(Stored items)

* * * *

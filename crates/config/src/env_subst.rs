/// Replace `${ENV_VAR}` placeholders in raw config text.
///
/// Unresolvable variables are left as-is so the error surfaces later with the
/// placeholder visible.
pub fn substitute_env(input: &str) -> String {
    substitute_env_with(input, |name| std::env::var(name).ok())
}

/// Same as [`substitute_env`] with an injectable lookup, so tests do not
/// touch the process environment.
pub(crate) fn substitute_env_with(input: &str, lookup: impl Fn(&str) -> Option<String>) -> String {
    let mut out = String::with_capacity(input.len());
    let mut rest = input;

    while let Some(start) = rest.find("${") {
        out.push_str(&rest[..start]);
        let after = &rest[start + 2..];
        let Some(end) = after.find('}') else {
            // Unterminated: keep the remainder verbatim.
            out.push_str(&rest[start..]);
            return out;
        };
        let name = &after[..end];
        match (!name.is_empty()).then(|| lookup(name)).flatten() {
            Some(value) => out.push_str(&value),
            None => {
                out.push_str("${");
                out.push_str(name);
                out.push('}');
            },
        }
        rest = &after[end + 1..];
    }

    out.push_str(rest);
    out
}

#[cfg(test)]
mod tests {
    use super::*;

    fn lookup(name: &str) -> Option<String> {
        match name {
            "PROJECTS_HOME" => Some("/srv/projects".to_string()),
            "STRATEGY" => Some("OR".to_string()),
            _ => None,
        }
    }

    #[test]
    fn substitutes_known_vars() {
        assert_eq!(
            substitute_env_with("root = \"${PROJECTS_HOME}/active\"", lookup),
            "root = \"/srv/projects/active\""
        );
        assert_eq!(
            substitute_env_with("${STRATEGY}-${STRATEGY}", lookup),
            "OR-OR"
        );
    }

    #[test]
    fn leaves_unknown_and_empty_placeholders() {
        assert_eq!(
            substitute_env_with("${PROJECTOR_NOPE} ${}", lookup),
            "${PROJECTOR_NOPE} ${}"
        );
    }

    #[test]
    fn keeps_unterminated_placeholder() {
        assert_eq!(
            substitute_env_with("a ${PROJECTS_HOME", lookup),
            "a ${PROJECTS_HOME"
        );
    }

    #[test]
    fn no_placeholders() {
        assert_eq!(substitute_env("plain text"), "plain text");
    }
}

* * * *

What to work on — When you reach this point, go back and write out each record above exactly.

Exercise answer —
filename crates/config/src/env_subst.rs
/// Replace `${ENV_VAR}` placeholders in raw config text.
///
/// Unresolvable variables are left as-is so the error surfaces later with the
/// placeholder visible.
pub fn substitute_env(input: &str) -> String {
    substitute_env_with(input, |name| std::env::var(name).ok())
}

/// Same as [`substitute_env`] with an injectable lookup, so tests do not
/// touch the process environment.
pub(crate) fn substitute_env_with(input: &str, lookup: impl Fn(&str) -> Option<String>) -> String {
    let mut out = String::with_capacity(input.len());
    let mut rest = input;

    while let Some(start) = rest.find("${") {
        out.push_str(&rest[..start]);
        let after = &rest[start + 2..];
        let Some(end) = after.find('}') else {
            // Unterminated: keep the remainder verbatim.
            out.push_str(&rest[start..]);
            return out;
        };
        let name = &after[..end];
        match (!name.is_empty()).then(|| lookup(name)).flatten() {
            Some(value) => out.push_str(&value),
            None => {
                out.push_str("${");
                out.push_str(name);
                out.push('}');
            },
        }
        rest = &after[end + 1..];
    }

    out.push_str(rest);
    out
}

#[cfg(test)]
mod tests {
    use super::*;

    fn lookup(name: &str) -> Option<String> {
        match name {
            "PROJECTS_HOME" => Some("/srv/projects".to_string()),
            "STRATEGY" => Some("OR".to_string()),
            _ => None,
        }
    }

    #[test]
    fn substitutes_known_vars() {
        assert_eq!(
            substitute_env_with("root = \"${PROJECTS_HOME}/active\"", lookup),
            "root = \"/srv/projects/active\""
        );
        assert_eq!(
            substitute_env_with("${STRATEGY}-${STRATEGY}", lookup),
            "OR-OR"
        );
    }

    #[test]
    fn leaves_unknown_and_empty_placeholders() {
        assert_eq!(
            substitute_env_with("${PROJECTOR_NOPE} ${}", lookup),
            "${PROJECTOR_NOPE} ${}"
        );
    }

    #[test]
    fn keeps_unterminated_placeholder() {
        assert_eq!(
            substitute_env_with("a ${PROJECTS_HOME", lookup),
            "a ${PROJECTS_HOME"
        );
    }

    #[test]
    fn no_placeholders() {
        assert_eq!(substitute_env("plain text"), "plain text");
    }
}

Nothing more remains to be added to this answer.